> Extracted entries:
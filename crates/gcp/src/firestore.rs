//! Firestore document reads over the v1 REST API.

use async_trait::async_trait;
use notifier::{
    DocumentPath, DocumentStore, FetchError, FetchErrorKind, RequestRecord, Service, Timestamp,
};
use serde::Deserialize;

use crate::http;
use crate::Credentials;

/// Production Firestore endpoint.
pub const DEFAULT_FIRESTORE_ENDPOINT: &str = "https://firestore.googleapis.com";

/// Database ID used when none is configured.
pub const DEFAULT_DATABASE: &str = "(default)";

/// Subset of the Firestore `Document` resource the relay keeps.
#[derive(Debug, Deserialize)]
#[serde(rename_all = "camelCase")]
struct FirestoreDocument {
    #[serde(default)]
    fields: Option<serde_json::Value>,
    #[serde(default)]
    update_time: Option<String>,
}

/// Reads request documents from a Firestore database.
#[derive(Debug, Clone)]
pub struct FirestoreClient {
    client: reqwest::Client,
    credentials: Credentials,
    endpoint: String,
    project_id: String,
}

impl FirestoreClient {
    /// Creates a client for the default database of `project_id`.
    pub fn new(project_id: impl Into<String>, credentials: Credentials) -> Self {
        Self {
            client: http::build_client(),
            credentials,
            endpoint: DEFAULT_FIRESTORE_ENDPOINT.to_string(),
            project_id: project_id.into(),
        }
    }

    /// Overrides the API endpoint (e.g. an emulator at `http://localhost:8080`).
    #[must_use]
    pub fn with_endpoint(mut self, endpoint: impl Into<String>) -> Self {
        self.endpoint = endpoint.into();
        self
    }
}

#[async_trait]
impl DocumentStore for FirestoreClient {
    async fn get_document(&self, path: &DocumentPath) -> Result<RequestRecord, FetchError> {
        let resource = path.as_str();
        let segments = [
            "v1",
            "projects",
            self.project_id.as_str(),
            "databases",
            DEFAULT_DATABASE,
            "documents",
        ]
        .into_iter()
        .chain(resource.split('/'));
        let url = http::resource_url(&self.endpoint, segments, Service::DocumentStore, resource)?;

        let Some(response) = http::get(
            &self.client,
            &self.credentials,
            url,
            Service::DocumentStore,
            resource,
            true,
        )
        .await?
        else {
            return Ok(RequestRecord::missing(path.clone()));
        };

        let document: FirestoreDocument = response.json().await.map_err(|e| {
            FetchError::new(
                Service::DocumentStore,
                FetchErrorKind::InvalidResponse,
                resource,
                format!("invalid document: {e}"),
            )
        })?;

        // An existing document with no fields has no `fields` key at all.
        let fields = document
            .fields
            .unwrap_or_else(|| serde_json::Value::Object(serde_json::Map::new()));
        let record = RequestRecord::found(path.clone(), fields);
        Ok(match document.update_time.as_deref().and_then(Timestamp::parse_rfc3339) {
            Some(update_time) => record.with_update_time(update_time),
            None => record,
        })
    }
}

> Aim of the task:
Look through the listing, and copy each line in which the string "Option" turns up.

> The answer:
    fields: Option<serde_json::Value>,
    update_time: Option<String>,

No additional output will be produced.